|Date of Birth||November 5, 1892|
|Place of Birth||Fort Coulonge, Quebec|
|Next of Kin||Thomas Bamford, brother, Fort Coulonge, Quebec|
|Trade / Calling||Operator|
|Service Record||Link to Service Record|
|Battalion||1st Reserve Battalion|
|Force||Canadian Expeditionary Force|
|Enlisted / Conscripted||Enlisted|
|Address at Enlistment||Fort Coulonge, Quebec|
|Date of Enlistment||February 14, 1916|
|Age at Enlistment||23|
|Theatre of Service||Great Britain|
|Prisoner of War||No|
|Date of Death||July 29, 1960|
|Age at Death||67|
|Buried At||Lake of the Woods Cemetery, Kenora, Ontario|
According to his attestation papers, Norris Bamford was born on 5 November 1892 in Fort Coulonge, Quebec. Located on the north side of the Ottawa River in Quebec, Fort Coulonge is about 120 kilometres northwest of Ottawa/Hull. Norris’ father was Edward Bamford who had immigrated to Canada from England as a child according to census documents. His mother, Eliza (Lizzie) (possible maiden name of McCombes) was from the United States, likely New York. The 1881-1901 Canada censuses found Edward and Lizzie farming in the subdistrict of Mansfield-Pontefract, Pontiac, an area surrounding Fort Coulonge. Known children born to the family were George (abt 1873), Robert (abt 1874), Thomas (abt 1878), Charlotte (abt 1880), Frederick (abt 1888), and Norris. By the 1911 Canada census father Edward had died and Norris and his mother were living with his brother Thomas and family who were farming in the area.
With occupation given as operator, and his brother Thomas of Fort Coulonge as next of kin, Norris signed his attestation papers in Ottawa on 14 November 1916. With blue eyes and dark hair, he stood 6 feet tall. His unit was the Military District 3 Signal Training Depot. The following April Norris was admitted to St Luke’s General Hospital in Ottawa where he underwent surgery for varicocele.

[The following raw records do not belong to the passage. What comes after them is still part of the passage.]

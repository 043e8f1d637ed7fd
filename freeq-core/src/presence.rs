//! Joined channels, their members, DM partners and the presence subscription
//! derived from them.
//!
//! Nicks and channel names are compared case-insensitively; the display form
//! seen last is kept for output.

use std::collections::BTreeMap;

pub(crate) fn fold(name: &str) -> String {
    name.to_lowercase()
}

pub(crate) fn is_channel(target: &str) -> bool {
    target.starts_with('#') || target.starts_with('&')
}

/// Strip `NAMES` membership prefixes and any `!user@host` suffix.
fn bare_nick(entry: &str) -> &str {
    let nick = entry.trim_start_matches(['~', '&', '@', '%', '+']);
    nick.split('!').next().unwrap_or(nick)
}

#[derive(Debug, Clone, Default)]
struct JoinedChannel {
    name: String,
    members: BTreeMap<String, String>,
    /// `353` replies collected until `366` swaps them in.
    pending_names: Option<BTreeMap<String, String>>,
}

/// Nicks subscribed with `MONITOR`.
#[derive(Debug, Clone, Default, PartialEq, Eq)]
pub struct MonitoredNicks {
    nicks: BTreeMap<String, String>,
}

impl MonitoredNicks {
    pub fn contains(&self, nick: &str) -> bool {
        self.nicks.contains_key(&fold(nick))
    }

    pub fn nicks(&self) -> Vec<String> {
        self.nicks.values().cloned().collect()
    }

    pub fn len(&self) -> usize {
        self.nicks.len()
    }

    pub fn is_empty(&self) -> bool {
        self.nicks.is_empty()
    }

    /// Make the set equal to `desired`. Returns the nicks added and removed;
    /// both are empty when nothing changed.
    fn sync(&mut self, desired: BTreeMap<String, String>) -> (Vec<String>, Vec<String>) {
        let removed: Vec<String> = self
            .nicks
            .iter()
            .filter(|(k, _)| !desired.contains_key(*k))
            .map(|(_, v)| v.clone())
            .collect();
        let added: Vec<String> = desired
            .iter()
            .filter(|(k, _)| !self.nicks.contains_key(*k))
            .map(|(_, v)| v.clone())
            .collect();
        self.nicks = desired;
        (added, removed)
    }
}

#[derive(Debug, Clone, Default)]
pub struct Roster {
    own_nick: String,
    channels: BTreeMap<String, JoinedChannel>,
    dm_partners: BTreeMap<String, String>,
    monitored: MonitoredNicks,
}

impl Roster {
    pub fn own_nick(&self) -> &str {
        &self.own_nick
    }

    pub fn set_own_nick(&mut self, nick: &str) {
        self.own_nick = nick.to_string();
    }

    pub fn is_self(&self, nick: &str) -> bool {
        !self.own_nick.is_empty() && fold(nick) == fold(&self.own_nick)
    }

    // ── Channels ─────────────────────────────────────────────────

    /// Returns true if the channel was not joined before.
    pub fn join(&mut self, channel: &str) -> bool {
        let entry = self.channels.entry(fold(channel)).or_default();
        let fresh = entry.name.is_empty();
        entry.name = channel.to_string();
        fresh
    }

    pub fn leave(&mut self, channel: &str) -> bool {
        self.channels.remove(&fold(channel)).is_some()
    }

    pub fn is_joined(&self, channel: &str) -> bool {
        self.channels.contains_key(&fold(channel))
    }

    /// Display names of every joined channel.
    pub fn channel_names(&self) -> Vec<String> {
        self.channels.values().map(|c| c.name.clone()).collect()
    }

    pub fn members(&self, channel: &str) -> Vec<String> {
        self.channels
            .get(&fold(channel))
            .map(|c| c.members.values().cloned().collect())
            .unwrap_or_default()
    }

    pub fn add_member(&mut self, channel: &str, nick: &str) {
        if let Some(c) = self.channels.get_mut(&fold(channel)) {
            c.members.insert(fold(nick), nick.to_string());
        }
    }

    pub fn remove_member(&mut self, channel: &str, nick: &str) -> bool {
        self.channels
            .get_mut(&fold(channel))
            .is_some_and(|c| c.members.remove(&fold(nick)).is_some())
    }

    /// Remove `nick` from every channel; returns the channels it was in.
    pub fn remove_everywhere(&mut self, nick: &str) -> Vec<String> {
        let key = fold(nick);
        self.channels
            .values_mut()
            .filter_map(|c| c.members.remove(&key).map(|_| c.name.clone()))
            .collect()
    }

    /// Apply a nick change everywhere; returns the channels it was seen in.
    pub fn rename(&mut self, old: &str, new: &str) -> Vec<String> {
        if self.is_self(old) {
            self.own_nick = new.to_string();
        }
        let (old_key, new_key) = (fold(old), fold(new));
        if self.dm_partners.remove(&old_key).is_some() {
            self.dm_partners.insert(new_key.clone(), new.to_string());
        }
        let mut seen = Vec::new();
        for c in self.channels.values_mut() {
            if c.members.remove(&old_key).is_some() {
                c.members.insert(new_key.clone(), new.to_string());
                seen.push(c.name.clone());
            }
        }
        seen
    }

    /// One `353` reply.
    pub fn names_chunk(&mut self, channel: &str, entries: &str) {
        let Some(c) = self.channels.get_mut(&fold(channel)) else {
            return;
        };
        let pending = c.pending_names.get_or_insert_with(BTreeMap::new);
        for entry in entries.split_whitespace() {
            let nick = bare_nick(entry);
            if !nick.is_empty() {
                pending.insert(fold(nick), nick.to_string());
            }
        }
    }

    /// `366`: replace the member list with what was collected. Returns the
    /// new member list, or `None` for a channel that is not joined.
    pub fn names_end(&mut self, channel: &str) -> Option<Vec<String>> {
        let c = self.channels.get_mut(&fold(channel))?;
        c.members = c.pending_names.take().unwrap_or_default();
        Some(c.members.values().cloned().collect())
    }

    // ── DMs and presence ─────────────────────────────────────────

    /// Returns true for a new partner.
    pub fn add_dm_partner(&mut self, nick: &str) -> bool {
        if self.is_self(nick) {
            return false;
        }
        self.dm_partners
            .insert(fold(nick), nick.to_string())
            .is_none()
    }

    pub fn dm_partners(&self) -> Vec<String> {
        self.dm_partners.values().cloned().collect()
    }

    pub fn monitored(&self) -> &MonitoredNicks {
        &self.monitored
    }

    /// Channel members plus DM partners, minus ourselves.
    fn desired_monitor(&self) -> BTreeMap<String, String> {
        let own = fold(&self.own_nick);
        self.channels
            .values()
            .flat_map(|c| c.members.iter())
            .chain(self.dm_partners.iter())
            .filter(|(k, _)| **k != own)
            .map(|(k, v)| (k.clone(), v.clone()))
            .collect()
    }

    /// Bring the monitored set in line with the roster. Returns what to
    /// `MONITOR +` and `MONITOR -`.
    pub fn sync_monitor(&mut self) -> (Vec<String>, Vec<String>) {
        let desired = self.desired_monitor();
        self.monitored.sync(desired)
    }

    /// Forget the monitored set and rebuild it from scratch. Returns the full
    /// set to subscribe after `MONITOR C`.
    pub fn resubscribe_monitor(&mut self) -> Vec<String> {
        self.monitored = MonitoredNicks::default();
        let (added, _) = self.sync_monitor();
        added
    }

    pub fn reset(&mut self) {
        *self = Roster::default();
    }
}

After spending some time recovering from the surgery, Norris embarked from Canada on 19 December 1917 aboard the Grampian and was posted to the Canadian Engineer Training Depot upon arrival in England. On 6 March 1918 Norris was admitted to the No 14 Canadian General Hospital at Eastbourne suffering from influenza. By the end of April he had been transferred to the Princess Patricia Canadian Red Cross Hospital at Bexhill, with discharge in early June. While in the hospital Norris was taken on strength with the 1st Canadian Engineers Reserve Battalion on the 21st of May.
On 1 November 1918 Sapper Norris Bamford was transferred to the 2nd Canadian Engineers Reserve Battalion and on the 14th was granted permission to wear one Good Conduct Badge. He returned to the 1st CER in January of 1919. Norris embarked for Canada aboard the Aquitania on 18 May 1919, intended residence given as Fort Coulonge.
The 1921 Canada census found Norris working as a labourer on the Archibald Balfour farm near the community of Abernethy in the District of Saltcoats in Saskatchewan. A N Bamford, farmer, was listed on the 1945 Voters List for Selkirk, Manitoba and also on the 1953 Voters List for Sioux Lookout in northwestern Ontario as a prospector. At some point Norris ended up in Kenora, Ontario as he died there on 29 July 1960, interred in the Lake of the Woods Cemetery, gravemarker replaced in 2015. An obituary in the local paper could not be found. Norris’ brother George and family had settled in Birtle, Manitoba and a Birtle newspaper report of early August 1960 spoke of Cam and Percy Bamford returning from Kenora where they had attended their uncle’s funeral.